Her sanatçıda Allah'ın bir sıfatı cüzi miktarda bulunur

Her sanatçıda Allah'ın bir sıfatı cüzi miktarda bulunur

Şair ve akademisyen Prof. Dr. Nurullah Genç, "Hiçbir sanatçı yoktan var edemez, var olanı üretir" dedi.

Türkiye Dil ve Edebiyat Derneği'nce düzenlenen "Cumartesi Buluşmaları"nın bu haftaki konuğu, Prof. Dr. Nurullah Genç oldu. Genç, derneğin Eyüp'teki genel merkez binasında gerçekleşen, "Görünenin Şiiri Fotoğraf, Görünmeyenin Fotoğrafı Şiir" konulu sohbette, sanatçının başkaları tarafından görünme arzusuyla ürettiğini söyledi.
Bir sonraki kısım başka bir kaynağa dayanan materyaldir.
//! Storage Module
//!
//! Named-list storage (cart, notes, meals) and the attachment index,
//! with interchangeable flat-file, SQLite and Supabase backends.

pub mod json_file;
pub mod postgrest;
pub mod sqlite;

pub use json_file::JsonFileStore;
pub use postgrest::PostgrestStore;
pub use sqlite::SqliteStore;

use async_trait::async_trait;
use serde::{Deserialize, Serialize};
use std::sync::Arc;
use tracing::info;

use crate::config::BackendConfig;
use crate::error::BotResult;

/// Reserved entry value that clears a whole collection
pub const CLEAR_ALL: &str = "all";

/// The named collections every backend must provide
#[derive(Debug, Clone, Copy, PartialEq, Eq, Hash, Serialize, Deserialize)]
#[serde(rename_all = "snake_case")]
pub enum Collection {
    Cart,
    Notes,
    Meals,
}

impl Collection {
    pub const ALL: [Collection; 3] = [Collection::Cart, Collection::Notes, Collection::Meals];

    pub fn name(&self) -> &'static str {
        match self {
            Collection::Cart => "cart",
            Collection::Notes => "notes",
            Collection::Meals => "meals",
        }
    }

    /// Relational table holding this collection
    pub fn table(&self) -> &'static str {
        match self {
            Collection::Cart => "ShoppingCart",
            Collection::Notes => "Notes",
            Collection::Meals => "Meals",
        }
    }

    /// Text column inside [`Collection::table`]
    pub fn column(&self) -> &'static str {
        match self {
            Collection::Cart => "item",
            Collection::Notes => "note",
            Collection::Meals => "meal",
        }
    }
}

impl std::fmt::Display for Collection {
    fn fmt(&self, f: &mut std::fmt::Formatter<'_>) -> std::fmt::Result {
        f.write_str(self.name())
    }
}

/// What a `remove` call targets
#[derive(Debug, Clone, Copy, PartialEq, Eq)]
pub enum RemoveTarget<'a> {
    /// Every entry in the collection
    All,
    /// The oldest entry whose text matches exactly
    Exact(&'a str),
}

impl<'a> RemoveTarget<'a> {
    pub fn parse(entry: &'a str) -> Self {
        if entry == CLEAR_ALL {
            RemoveTarget::All
        } else {
            RemoveTarget::Exact(entry)
        }
    }
}

/// A saved attachment reference
#[derive(Debug, Clone, PartialEq, Eq, Serialize, Deserialize)]
pub struct FileRecord {
    pub url: String,
    pub description: String,
    /// Channel (chat) the file was saved from
    pub origin_channel: String,
    /// Interaction (message) that saved it
    pub origin_interaction: String,
}

impl FileRecord {
    pub fn new(
        url: impl Into<String>,
        description: impl Into<String>,
        origin_channel: impl Into<String>,
        origin_interaction: impl Into<String>,
    ) -> Self {
        Self {
            url: url.into(),
            description: description.into(),
            origin_channel: origin_channel.into(),
            origin_interaction: origin_interaction.into(),
        }
    }

    /// Case-insensitive substring match on the description only
    pub fn matches(&self, keyword: &str) -> bool {
        self.description.to_lowercase().contains(&keyword.to_lowercase())
    }
}

/// Ordered free-text collections
///
/// Reads of a missing collection yield an empty vector. Removing a value
/// that is not present is a no-op. When several entries share the same
/// text, an exact removal deletes the oldest one.
#[async_trait]
pub trait ListStore: Send + Sync {
    /// Append an entry to the end of the collection
    async fn add(&self, collection: Collection, entry: &str) -> BotResult<()>;

    /// All entries in insertion order
    async fn list(&self, collection: Collection) -> BotResult<Vec<String>>;

    /// Remove one entry by exact text, or everything for [`CLEAR_ALL`]
    async fn remove(&self, collection: Collection, entry: &str) -> BotResult<()>;
}

/// Keyword-searchable attachment index
#[async_trait]
pub trait FileIndex: Send + Sync {
    /// Store a new record (no dedup)
    async fn save(&self, record: FileRecord) -> BotResult<()>;

    /// Records whose description contains `keyword`, ignoring case.
    /// An empty keyword matches everything.
    async fn find(&self, keyword: &str) -> BotResult<Vec<FileRecord>>;
}

/// Storage handle injected into the command router
#[derive(Clone)]
pub struct Storage {
    pub lists: Arc<dyn ListStore>,
    pub files: Arc<dyn FileIndex>,
    backend: &'static str,
}

impl Storage {
    pub fn new(lists: Arc<dyn ListStore>, files: Arc<dyn FileIndex>, backend: &'static str) -> Self {
        Self { lists, files, backend }
    }

    /// Build a handle backed by a single store implementing both traits
    pub fn from_store<S>(store: S, backend: &'static str) -> Self
    where
        S: ListStore + FileIndex + 'static,
    {
        let store = Arc::new(store);
        Self::new(store.clone(), store, backend)
    }

    /// Open the backend selected by the configuration
    pub async fn open(config: &BackendConfig) -> BotResult<Self> {
        match config {
            BackendConfig::JsonFiles { dir } => {
                info!("🗂️  Opening flat-file store at {:?}", dir);
                Ok(Self::from_store(JsonFileStore::new(dir), "json"))
            }
            BackendConfig::Sqlite { path } => {
                info!("🗄️  Opening SQLite store at {:?}", path);
                Ok(Self::from_store(SqliteStore::new(path).await?, "sqlite"))
            }
            BackendConfig::Supabase { url, key } => {
                info!("🌐 Connecting to Supabase at {}", url);
                Ok(Self::from_store(PostgrestStore::new(url.clone(), key.clone()), "supabase"))
            }
        }
    }

    /// Short backend name for logs and the health endpoint
    pub fn backend(&self) -> &'static str {
        self.backend
    }
}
En büyük ve sınırsız sanatkar; Allah'tır

Sanatçının ilham kaynağının dünya görüşü olduğunu belirten Genç, "Hiçbir sanatçı yoktan var edemez, var olanı türetir. En büyük ve sınırsız sanatkar; Allah'tır. Allah'ın sıfatları insanda kısmen bulunur. Şairde Allah'ın 'kelam' sıfatı, fotoğrafçıda da 'basar' (görme) sıfatı cuzi miktarda bulunur" diye konuştu.

Prof. Dr. Genç, Denizli'de bir fotoğraf sergisinde "Fotoğraf nedir?" sorusuna karışılık, "Fotoğraf, görüntünün şiiridir" cevabını aldıktan sonra bu alana merak saldığını ve anı görüntülemeye başladığını anlattı. O günden bu yana, özelikle yurt dışında birçok sergiye katıldığını ve ödüller aldığını ifade eden Genç, fotoğrafla şiirin birebir bütünleştirilebileceğini aktardı.

Genç, "Ben bir Müslüman olarak neyi yapıp yapamayacağımı, anlayışımın, inancımın, medeniyetimin bana sunduğu çizgilerle belirleyerek, fotoğrafı kendi medeniyet anlayışım içerisinde nasıl var kılabilirim, bunun mücadelesini veriyorum. Sanat dalları içerisinde, insanın kendini ispat edebileceği en zor alanlardan biri fotoğraftır. Çünkü binlerce insanda fotoğraf makinesi, milyonlarca insanda telefon var ve herkes fotoğraf çekiyor" ifadelerini kullandı.

"Her çektiğimiz şey fotoğraf olmuyor"

Fotoğrafa bakarak, şiiri okuyarak aynı şeyin hissedilebileceğinin altını çizen Genç, "Allah'ın 'basar' sıfatının insana yansımış haliyle ilgili, çizgiyi yakalayan birisi için fotoğraf sanata dönüşebiliyor. İnsanla duyguyu birleştirdiğinizde, yüreğini yüzüne yansıtan birinin fotoğrafını çekebildiğinizde ya da insanların görmediklerini onların gözüne ve duygularına sunduğunuzda, fotoğrafı bir sanat olarak icra edebiliyorsunuz" şeklinde konuştu.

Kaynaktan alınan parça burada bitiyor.